Sie legen einen Gesetzentwurf vor, in dem vieles im Klein-Klein beschrieben ist. Der schöne Titel des Gesetzes bringt aber keinen einzigen Arbeitsplatz. Sie betreiben mit diesem Gesetzentwurf wirklich Wählertäuschung, und das zeigt sich in allen einzelnen Maßnahmen. Sie streuen den Wählerinnen und Wählern Sand in die Augen. Mit der einen Hand täuschen Sie vor, was zu geben, und mit der anderen Hand sind Sie tief in der Tasche des Steuerzahlers. Wer bezahlt dieses Gesetz? Es bezahlen diejenigen, die mit Gas heizen. Sie werden mit 19 Prozent Mehrwertsteuer belastet,
(Jens Spahn [CDU/CSU]: Mitten im Winter!)
und zwar ab Januar des nächsten Jahres, mitten in der Heizperiode.
(Markus Herbrand [FDP]: Populisten! Ihr seid Populisten! Jetzt kommt noch die Gastro!)
Das ist ungerecht, und damit machen Sie die Menschen in Deutschland jeden Tag und ab Januar erst recht ein Stück ärmer, liebe Kolleginnen und Kollegen.

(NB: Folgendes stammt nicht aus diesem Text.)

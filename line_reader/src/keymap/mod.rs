// Copyright (c) 2025 R3BL LLC. Licensed under Apache License, Version 2.0.

//! Key sequences, the keymaps that bind them, and the resolver that turns a live key
//! stream into bindings.
//!
//! A keymap is a trie keyed by [`crate::KeyPress`]. Looking up a sequence has four
//! outcomes ([`KeyLookup`]): an exact binding with nothing longer, an exact binding that
//! is also a prefix of longer ones (ambiguous, settled by the `ambiguous-binding`
//! timeout), a prefix only, or no match.

// Attach.
mod binding;
mod default_keymaps;
pub mod keymap_names;
mod keymap_struct;
mod key_seq;
mod resolver;

// Re-export.
pub use binding::*;
pub use default_keymaps::*;
pub use keymap_struct::*;
pub use key_seq::*;
pub use resolver::*;
// Copyright (c) 2025 R3BL LLC. Licensed under Apache License, Version 2.0.

use crossterm::cursor;

use super::{EditState, HIDDEN_MASK, ScreenState};
use crate::{Buffer, DEFAULT_AMBIGUOUS_BINDING_MS, DEFAULT_HISTORY_SIZE, EditMode,
            HistoryPolicy, LineReader, LineReaderOption, PromptTemplate, ReadlineError,
            ReadlineEvent, Resolution, ResolverConfig, Unwind, WidgetName, keymap_names,
            lock_output_device_as_mut, resolve_binding, variable_names};

impl LineReader {
    /// Read one line.
    ///
    /// - `prompt` and `right_prompt` are templates (see [`crate::PromptTemplate`]).
    ///   The right prompt is drawn on the first row when it fits.
    /// - `mask` draws every char as the given one. `'\0'` hides the input entirely.
    ///   Masked lines are not added to history.
    /// - `buffer` is the initial text, with the cursor at its end.
    ///
    /// The mode starts from the `keymap` variable if it names an editing keymap, and
    /// from `editing-mode` otherwise.
    ///
    /// # Errors
    ///
    /// Returns an error if the terminal fails. Interrupts and end of input are
    /// [`ReadlineEvent`]s, not errors.
    pub fn read_line(
        &mut self,
        prompt: Option<&str>,
        right_prompt: Option<&str>,
        mask: Option<char>,
        buffer: Option<&str>,
    ) -> Result<ReadlineEvent, ReadlineError> {
        self.start_read(prompt, right_prompt, mask, buffer)?;

        let outcome = self
            .run_callback(WidgetName::CallbackInit)
            .and_then(|()| {
                self.redisplay()?;
                self.edit_loop()
            });

        match outcome {
            Ok(()) => self.accept_read(),
            Err(Unwind::Interrupted) => {
                let partial_line = self.state.buffer.text();
                tracing::debug!(message = "read interrupted", chars = partial_line.chars().count());
                self.finish_display()?;
                Ok(ReadlineEvent::Interrupted { partial_line })
            }
            Err(Unwind::EndOfInput) if self.state.buffer.is_empty() => {
                tracing::debug!(message = "end of input");
                self.finish_display()?;
                Ok(ReadlineEvent::Eof)
            }
            Err(Unwind::EndOfInput) => self.accept_read(),
            Err(Unwind::Fatal(error)) => {
                tracing::error!(message = "read failed", ?error);
                Err(error)
            }
        }
    }

    /// Resolve and dispatch bindings until a line is accepted. Nested loops
    /// (`recursive-edit`) return to their caller the same way.
    pub(crate) fn edit_loop(&mut self) -> Result<(), Unwind> {
        loop {
            if std::mem::take(&mut self.state.accepted) {
                return Ok(());
            }
            match self.read_binding()? {
                Resolution::EndOfInput => return Err(Unwind::EndOfInput),
                Resolution::Unmatched { keys } => {
                    // Only the menu resolves without fallbacks. Leave it, then
                    // read the keys again in the mode underneath.
                    self.input.push_front_keys(&keys);
                    self.close_menu();
                    continue;
                }
                Resolution::Bound { binding, keys } => {
                    self.state.keys = keys;
                    self.dispatch(&binding)?;
                }
            }
            if !self.input.has_pending() && !self.state.accepted {
                self.redisplay()?;
            }
        }
    }

    pub(crate) fn read_binding(&mut self) -> Result<Resolution, Unwind> {
        let mode = self.state.mode.mode();
        let ambiguous_timeout = self
            .variables
            .get_millis(variable_names::AMBIGUOUS_BINDING, DEFAULT_AMBIGUOUS_BINDING_MS);
        let layers = self.keymaps.layers(mode.keymap_layers());
        let config = ResolverConfig {
            layers: &layers,
            safe: self.keymaps.get(keymap_names::SAFE),
            ambiguous_timeout,
            allow_fallback: mode != EditMode::Menu,
        };
        Ok(resolve_binding(&mut self.input, &config)?)
    }

    fn initial_mode(&self) -> EditMode {
        let keymap = self.variables.get_string(variable_names::KEYMAP, "");
        if let Some(mode) = EditMode::from_keymap_name(&keymap) {
            return mode;
        }
        match self
            .variables
            .get_string(variable_names::EDITING_MODE, "emacs")
            .as_str()
        {
            "vi" => EditMode::ViInsert,
            _ => EditMode::Emacs,
        }
    }

    fn start_read(
        &mut self,
        prompt: Option<&str>,
        right_prompt: Option<&str>,
        mask: Option<char>,
        buffer: Option<&str>,
    ) -> Result<(), ReadlineError> {
        let mode = self.initial_mode();
        self.state = EditState::new(mode, self.undo_coalescing);
        self.state.prompt = PromptTemplate::parse(prompt.unwrap_or_default());
        self.state.right_prompt = right_prompt.map(PromptTemplate::parse);
        self.state.mask = mask;
        self.state.buffer = Buffer::from_text(buffer.unwrap_or_default());
        self.screen = ScreenState::default();

        let history_size = self
            .variables
            .get_int(variable_names::HISTORY_SIZE, DEFAULT_HISTORY_SIZE);
        self.history
            .set_max_size(usize::try_from(history_size).unwrap_or(0));
        self.history.move_to_end();

        tracing::debug!(
            message = "read line",
            mode = %mode,
            masked = mask.is_some(),
            hidden = mask == Some(HIDDEN_MASK)
        );
        self.fresh_line()
    }

    /// Start on column 0 when `AUTO_FRESH_LINE` is set and something is left on the
    /// cursor's row.
    fn fresh_line(&mut self) -> Result<(), ReadlineError> {
        if !self.is_set(LineReaderOption::AutoFreshLine) || self.output.is_mock {
            return Ok(());
        }
        if let Ok((column, _)) = cursor::position()
            && column > 0
        {
            let term = lock_output_device_as_mut!(self.output);
            term.write_all(b"\r\n")?;
        }
        Ok(())
    }

    fn accept_read(&mut self) -> Result<ReadlineEvent, ReadlineError> {
        match self.run_callback(WidgetName::CallbackFinish) {
            Err(Unwind::Fatal(error)) => return Err(error),
            Err(unwind) => tracing::debug!(message = "callback-finish unwound", ?unwind),
            Ok(()) => {}
        }
        let line = self.state.buffer.text();
        self.add_to_history(&line);
        self.finish_display()?;
        tracing::debug!(message = "line accepted", chars = line.chars().count());
        Ok(ReadlineEvent::Line(line))
    }

    pub(crate) fn history_policy(&self) -> HistoryPolicy {
        let ignore = self
            .variables
            .get_string(variable_names::HISTORY_IGNORE, "");
        HistoryPolicy {
            ignore_space: self.is_set(LineReaderOption::HistoryIgnoreSpace),
            ignore_dups: self.is_set(LineReaderOption::HistoryIgnoreDups),
            reduce_blanks: self.is_set(LineReaderOption::HistoryReduceBlanks),
            ignore_patterns: ignore
                .split('|')
                .filter(|it| !it.is_empty())
                .map(ToString::to_string)
                .collect(),
        }
    }

    fn add_to_history(&mut self, line: &str) {
        if self.state.mask.is_some()
            || self
                .variables
                .get_bool(variable_names::DISABLE_HISTORY, false)
        {
            return;
        }
        let policy = self.history_policy();
        let added = self.history.add(line, &policy);
        tracing::debug!(message = "history add", added, entries = self.history.len());
    }
}
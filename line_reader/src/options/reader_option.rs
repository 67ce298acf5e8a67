// Copyright (c) 2025 R3BL LLC. Licensed under Apache License, Version 2.0.

use rustc_hash::FxHashMap;
use serde::{Deserialize, Serialize};
use strum_macros::{Display, EnumCount, EnumIter, EnumString};

/// Feature toggles read by widgets. Each has a compiled-in default
/// ([`LineReaderOption::default_value`]); [`Options`] stores the overrides.
#[derive(
    Clone,
    Copy,
    Debug,
    PartialEq,
    Eq,
    Hash,
    PartialOrd,
    Ord,
    Display,
    EnumString,
    EnumIter,
    EnumCount,
    Serialize,
    Deserialize,
)]
#[strum(serialize_all = "SCREAMING_SNAKE_CASE")]
#[serde(rename_all = "SCREAMING_SNAKE_CASE")]
pub enum LineReaderOption {
    /// Complete using the text on both sides of the cursor.
    CompleteInWord,
    /// Don't expand `!` history references on accept.
    DisableEventExpansion,
    /// After history expansion, put the line back for editing instead of accepting.
    HistoryVerify,
    /// Lines starting with a space are not added to history.
    HistoryIgnoreSpace,
    /// A line equal to the previous entry is not added again.
    HistoryIgnoreDups,
    /// Squeeze runs of blanks before adding a line to history.
    HistoryReduceBlanks,
    /// Bell when history navigation runs off either end.
    HistoryBeep,
    /// Incremental searches update on every key.
    HistoryIncremental,
    /// A second completion request on an ambiguous word opens the menu.
    AutoMenu,
    /// An ambiguous completion lists the candidates.
    AutoList,
    /// An exact match is accepted even if longer candidates exist.
    RecognizeExact,
    /// Candidate lists are grouped under their group names.
    Group,
    CaseInsensitive,
    /// List candidates as soon as the word is ambiguous, even if a prefix was inserted.
    ListAmbiguous,
    /// Columns of the candidate list have their own widths.
    ListPacked,
    /// Candidate lists run across rows instead of down columns.
    ListRowsFirst,
    /// The word is treated as a glob pattern when filtering candidates.
    GlobComplete,
    /// The first completion request goes straight into the menu.
    MenuComplete,
    /// Start the prompt on a fresh line if the cursor is not in column 0.
    AutoFreshLine,
    /// Writing into the last column doesn't wrap until the next char.
    DelayLineWrap,
    /// Completing a directory name adds a trailing slash.
    AutoParamSlash,
    /// The slash added by completion is removed if the next char is a separator.
    AutoRemoveSlash,
    /// Completion at the start of a line (or after blanks) inserts a tab.
    InsertTab,
    Mouse,
}

impl LineReaderOption {
    #[must_use]
    pub fn default_value(self) -> bool {
        matches!(
            self,
            LineReaderOption::HistoryIgnoreSpace
                | LineReaderOption::HistoryIgnoreDups
                | LineReaderOption::HistoryReduceBlanks
                | LineReaderOption::HistoryBeep
                | LineReaderOption::HistoryIncremental
                | LineReaderOption::AutoMenu
                | LineReaderOption::AutoList
                | LineReaderOption::AutoParamSlash
                | LineReaderOption::AutoRemoveSlash
                | LineReaderOption::InsertTab
        )
    }
}

/// Explicitly set or unset options. Anything absent has its default value.
#[derive(Clone, Debug, Default, PartialEq, Eq)]
pub struct Options {
    overrides: FxHashMap<LineReaderOption, bool>,
}

impl Options {
    #[must_use]
    pub fn new() -> Self { Self::default() }

    #[must_use]
    pub fn is_set(&self, option: LineReaderOption) -> bool {
        self.overrides
            .get(&option)
            .copied()
            .unwrap_or_else(|| option.default_value())
    }

    pub fn set(&mut self, option: LineReaderOption) { self.overrides.insert(option, true); }

    pub fn unset(&mut self, option: LineReaderOption) { self.overrides.insert(option, false); }

    pub fn set_to(&mut self, option: LineReaderOption, value: bool) {
        self.overrides.insert(option, value);
    }

    /// Back to the default value.
    pub fn reset(&mut self, option: LineReaderOption) { self.overrides.remove(&option); }
}
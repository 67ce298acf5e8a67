// Copyright (c) 2025 R3BL LLC. Licensed under Apache License, Version 2.0.

//! Capabilities the engine calls into but does not own: history, completion, line
//! parsing, highlighting, and history expansion. Each is a trait with a default
//! implementation, except the completer which has none.

// Attach.
mod completer;
mod expander;
mod highlighter;
mod history;
mod parser;

// Re-export.
pub use completer::*;
pub use expander::*;
pub use highlighter::*;
pub use history::*;
pub use parser::*;
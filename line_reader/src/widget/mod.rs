// Copyright (c) 2025 R3BL LLC. Licensed under Apache License, Version 2.0.

//! Widgets are the named editing actions that keys are bound to. The built-in
//! catalogue is [`WidgetName`]; programs add their own through [`WidgetRegistry`].

// Attach.
mod builtins;
mod registry;
mod widget_name;

// Re-export.
pub(crate) use builtins::{apply_operator, call_builtin};
pub use registry::*;
pub use widget_name::*;
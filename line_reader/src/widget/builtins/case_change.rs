// Copyright (c) 2025 R3BL LLC. Licensed under Apache License, Version 2.0.

use super::{count, repeat_count, wordchars};
use crate::{LineReader, WidgetResult, backward_word_start, forward_word_end, is_word_char};

#[derive(Clone, Copy, Debug, PartialEq, Eq)]
enum CaseChange {
    Upper,
    Lower,
    /// First char of each word up, the rest down.
    Capitalize,
    Swap,
}

impl CaseChange {
    fn apply(self, chars: &[char], is_word: impl Fn(char) -> bool) -> String {
        let mut acc = String::with_capacity(chars.len());
        let mut in_word = false;
        for ch in chars.iter().copied() {
            let upper = match self {
                CaseChange::Upper => true,
                CaseChange::Lower => false,
                CaseChange::Capitalize => !in_word,
                CaseChange::Swap => !ch.is_uppercase(),
            };
            if upper {
                acc.extend(ch.to_uppercase());
            } else {
                acc.extend(ch.to_lowercase());
            }
            in_word = is_word(ch);
        }
        acc
    }
}

/// Change the case of the next `count` words and move past them. A negative count
/// changes the words before the cursor and leaves it where it is.
fn change_words(reader: &mut LineReader, change: CaseChange) -> WidgetResult {
    let backward = count(reader) < 0;
    let n = repeat_count(reader);
    let wordchars = wordchars(reader);
    let is_word = |ch: char| is_word_char(ch, &wordchars);
    let buffer = &mut reader.state.buffer;
    let cursor = buffer.cursor();
    let mut pos = cursor;
    for _ in 0..n {
        pos = if backward {
            backward_word_start(buffer.chars(), pos, is_word)
        } else {
            forward_word_end(buffer.chars(), pos, is_word)
        };
    }
    let (start, end) = (cursor.min(pos), cursor.max(pos));
    if start == end {
        return Ok(false);
    }
    let changed = change.apply(&buffer.chars()[start..end], is_word);
    let changed_len = changed.chars().count();
    buffer.replace_range(start..end, &changed);
    if backward {
        buffer.set_cursor(start + changed_len);
    }
    Ok(true)
}

pub(super) fn capitalize_word(reader: &mut LineReader) -> WidgetResult {
    change_words(reader, CaseChange::Capitalize)
}

pub(super) fn up_case_word(reader: &mut LineReader) -> WidgetResult {
    change_words(reader, CaseChange::Upper)
}

pub(super) fn down_case_word(reader: &mut LineReader) -> WidgetResult {
    change_words(reader, CaseChange::Lower)
}

/// Swap the case of the chars in `range`, leaving the cursor where it was.
pub(super) fn swap_case_range(reader: &mut LineReader, range: std::ops::Range<usize>) {
    let buffer = &mut reader.state.buffer;
    let cursor = buffer.cursor();
    let swapped = CaseChange::Swap.apply(&buffer.chars()[range.clone()], char::is_alphanumeric);
    buffer.replace_range(range, &swapped);
    buffer.set_cursor(cursor);
}

/// `~`: swap the case of `count` chars and move past them, staying on the line.
pub(super) fn vi_swap_case(reader: &mut LineReader) -> WidgetResult {
    let n = repeat_count(reader);
    let buffer = &reader.state.buffer;
    let cursor = buffer.cursor();
    let end = cursor.saturating_add(n).min(buffer.line_end(cursor));
    if end == cursor {
        return Ok(false);
    }
    swap_case_range(reader, cursor..end);
    reader.state.buffer.set_cursor(end);
    Ok(true)
}

#[cfg(test)]
mod tests {
    use super::super::test_support::{cursor, reader_with, run, text, vi_reader};
    use crate::WidgetName;
    use pretty_assertions::assert_eq;
    use test_case::test_case;

    #[test_case(WidgetName::CapitalizeWord, "Hello wORLD" ; "capitalize")]
    #[test_case(WidgetName::UpCaseWord, "HELLO wORLD" ; "upcase")]
    #[test_case(WidgetName::DownCaseWord, "hello wORLD" ; "downcase")]
    fn test_word_case(widget: WidgetName, expected: &str) {
        let mut reader = reader_with("hELLo wORLD", 0);
        assert!(run(&mut reader, widget));
        assert_eq!(text(&reader), expected);
        assert_eq!(cursor(&reader), 5);
    }

    #[test]
    fn test_negative_count_changes_previous_words_in_place() {
        let mut reader = reader_with("one two three", 13);
        reader.state.argument.set_count(-2);
        assert!(run(&mut reader, WidgetName::UpCaseWord));
        assert_eq!(text(&reader), "one TWO THREE");
        assert_eq!(cursor(&reader), 13);
    }

    #[test]
    fn test_case_change_at_end_fails() {
        let mut reader = reader_with("word  ", 6);
        assert!(!run(&mut reader, WidgetName::CapitalizeWord));
    }

    #[test]
    fn test_vi_swap_case() {
        let mut reader = vi_reader("aBc\nd", 0);
        reader.state.argument.set_count(10);
        assert!(run(&mut reader, WidgetName::ViSwapCase));
        assert_eq!(text(&reader), "AbC\nd");
        assert_eq!(cursor(&reader), 3);
    }
}
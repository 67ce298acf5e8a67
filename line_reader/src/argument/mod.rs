// Copyright (c) 2025 R3BL LLC. Licensed under Apache License, Version 2.0.

//! The numeric argument: a repeat count typed before a widget.

// Attach.
mod numeric_argument;

// Re-export.
pub use numeric_argument::*;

(Beifall bei der CDU/CSU – Jens Spahn [CDU/CSU]: Im Winter die Gassteuern erhöhen! Darauf muss man erst mal kommen! – Bruno Hönel [BÜNDNIS 90/DIE GRÜNEN]: Unsinn!)
Sie belasten mit einer irrsinnigen Bürokratie. Eigentlich müsste es „Bürokratiewachstumsgesetz“ heißen. Ich will das an drei Dingen verdeutlichen:
Erster Punkt: Investitionsprämie. Im Haushalt sind nur 200 Millionen Euro dafür vorgesehen. Da sieht man, wie ernst Sie es meinen. Freuen dürfen sich nur die Energieberater.
(Fritz Güntzler [CDU/CSU]: Maximal die Energieberater!)
Und das ist mit einer unglaublichen Bürokratie verbunden, sodass diese Prämie überhaupt nicht zur Auszahlung kommen wird. Man muss zuerst tausend Formulare ausfüllen und andere Dinge machen.
(Markus Herbrand [FDP]: Quatsch! Das ist wirklich Quatsch!)
Also, ein administrativer Flaschenhals sondergleichen! Ich weiß nicht, wie das gehen soll.
(Markus Herbrand [FDP]: Das ist ja klar, dass du nicht weißt, wie das geht!)
Aber wenn Sie das durchsetzen wollen, müssen Sie den Haushaltsansatz deutlich erhöhen, und Sie müssen endlich die Bürokratie in diesem Punkt abbauen.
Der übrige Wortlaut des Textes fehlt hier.